In this chapter students learned about events from the bitterly contested election of 1800 through the War of 1812. It was a period of growth for the young nation. One institution that was growing along with the country was the United States Supreme Court. Established by Article III of the Constitution, the Supreme Court established its influence through a series of important early decisions.
In this activity students will visit a site maintained by the United States
government about the Supreme Court. They will learn about traditions of the
court. The traditions page begins by stating, "For all of the changes in
its history, the Supreme Court has retained so many traditions that it is in
many respects the same institution that first met in 1790." A discussion
based on that statement could lead to a study in the contrasts between the judicial
branch and the legislative and executive branches. Students will read and answer
questions and then create a new tradition or symbol for the court.
- The learner will be able to describe several traditions of the United States Supreme Court.

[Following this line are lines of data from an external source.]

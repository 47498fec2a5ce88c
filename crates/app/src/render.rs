//! Streams a chat turn to a terminal.

use anyhow::{bail, Result};
use providers::ChatTurn;
use shared::agent_api::ChatEvent;
use std::io::Write;

/// Print a turn as it arrives. Returns the final text.
pub async fn print_turn(mut turn: ChatTurn, out: &mut impl Write) -> Result<String> {
    let mut printed = String::new();
    while let Some(event) = turn.next_event().await {
        match event {
            ChatEvent::Requesting => tracing::debug!(turn = %turn.id(), "request sent"),
            ChatEvent::Progress(text) => {
                write!(out, "{}", delta(&printed, &text))?;
                out.flush()?;
                printed = text;
            }
            ChatEvent::Complete(text) => {
                writeln!(out, "{}", delta(&printed, &text))?;
                return Ok(text);
            }
            ChatEvent::Failed(message) => {
                if !printed.is_empty() {
                    writeln!(out)?;
                }
                bail!(message);
            }
        }
    }
    bail!("request was cancelled")
}

/// The unseen tail of `current`. A snapshot that does not extend what was printed
/// is shown on a fresh line in full.
fn delta<'a>(printed: &str, current: &'a str) -> std::borrow::Cow<'a, str> {
    match current.strip_prefix(printed) {
        Some(tail) => tail.into(),
        None => format!("\n{}", current).into(),
    }
}

#[cfg(test)]
mod tests {
    use super::*;

    #[test]
    fn test_delta() {
        assert_eq!(delta("", "Uf"), "Uf");
        assert_eq!(delta("Uf", "Ufer"), "er");
        assert_eq!(delta("Ufer", "Ufer"), "");
        assert_eq!(delta("Ufer", "Bank"), "\nBank");
    }
}
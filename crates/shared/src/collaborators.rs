//! Narrow interfaces to the things the popup core does not own: the settings
//! store, the background messaging channel and the toast surface.

use parking_lot::Mutex;
use std::path::PathBuf;
use std::sync::Arc;

use crate::messaging::ExtensionMessage;
use crate::settings::Setting;

#[derive(Debug, thiserror::Error)]
pub enum SettingsError {
    #[error("failed to access settings at {path}: {source}")]
    Io {
        path: PathBuf,
        #[source]
        source: std::io::Error,
    },

    #[error("settings file is not valid JSON: {0}")]
    Parse(#[from] serde_json::Error),

    #[error("no configuration directory available")]
    NoConfigDir,
}

/// Key-value settings, read on mount and updated incrementally.
pub trait SettingsStore: Send + Sync {
    fn load(&self) -> Result<Setting, SettingsError>;

    /// Merge `patch` into the stored settings and return the result.
    fn update(&self, patch: Setting) -> Result<Setting, SettingsError>;
}

/// Settings held in memory only.
#[derive(Debug, Clone, Default)]
pub struct InMemorySettings {
    inner: Arc<Mutex<Setting>>,
}

impl InMemorySettings {
    pub fn new(setting: Setting) -> Self {
        Self {
            inner: Arc::new(Mutex::new(setting)),
        }
    }
}

impl SettingsStore for InMemorySettings {
    fn load(&self) -> Result<Setting, SettingsError> {
        Ok(self.inner.lock().clone())
    }

    fn update(&self, patch: Setting) -> Result<Setting, SettingsError> {
        let mut guard = self.inner.lock();
        guard.merge(patch);
        Ok(guard.clone())
    }
}

/// Outgoing half of the cross-context message channel.
#[async_trait::async_trait]
pub trait Messenger: Send + Sync {
    async fn send(&self, message: ExtensionMessage) -> anyhow::Result<()>;
}

/// An error shown briefly to the user.
#[derive(Debug, Clone, PartialEq, Eq)]
pub struct Toast {
    pub message: String,
}

impl Toast {
    pub fn error(message: impl Into<String>) -> Self {
        Self {
            message: message.into(),
        }
    }
}

/// Transient notification surface.
pub trait Notifier: Send + Sync {
    fn notify(&self, toast: Toast);
}

/// Writes toasts to the log instead of a screen.
#[derive(Debug, Clone, Copy, Default)]
pub struct LogNotifier;

impl Notifier for LogNotifier {
    fn notify(&self, toast: Toast) {
        tracing::warn!(message = %toast.message, "toast");
    }
}

/// Keeps every toast it receives.
#[derive(Debug, Clone, Default)]
pub struct ToastLog {
    toasts: Arc<Mutex<Vec<Toast>>>,
}

impl ToastLog {
    pub fn new() -> Self {
        Self::default()
    }

    pub fn toasts(&self) -> Vec<Toast> {
        self.toasts.lock().clone()
    }
}

impl Notifier for ToastLog {
    fn notify(&self, toast: Toast) {
        self.toasts.lock().push(toast);
    }
}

- The learner will be able to create a new tradition or symbol for the Court as an example of his or her understanding of the Court's purpose.
Student Web Activity Answers
- the chief justice of the Supreme Court
- since 1800
- It is a tradition begun by Chief Justice Fuller in the late nineteenth century. It reminds the justices that differences of opinion on the court should not upset the overall harmony of purpose.
- Both George Washington and Franklin Roosevelt appointed 8 associate justices to the Supreme Court.
- Students' proposed symbols or traditions will vary.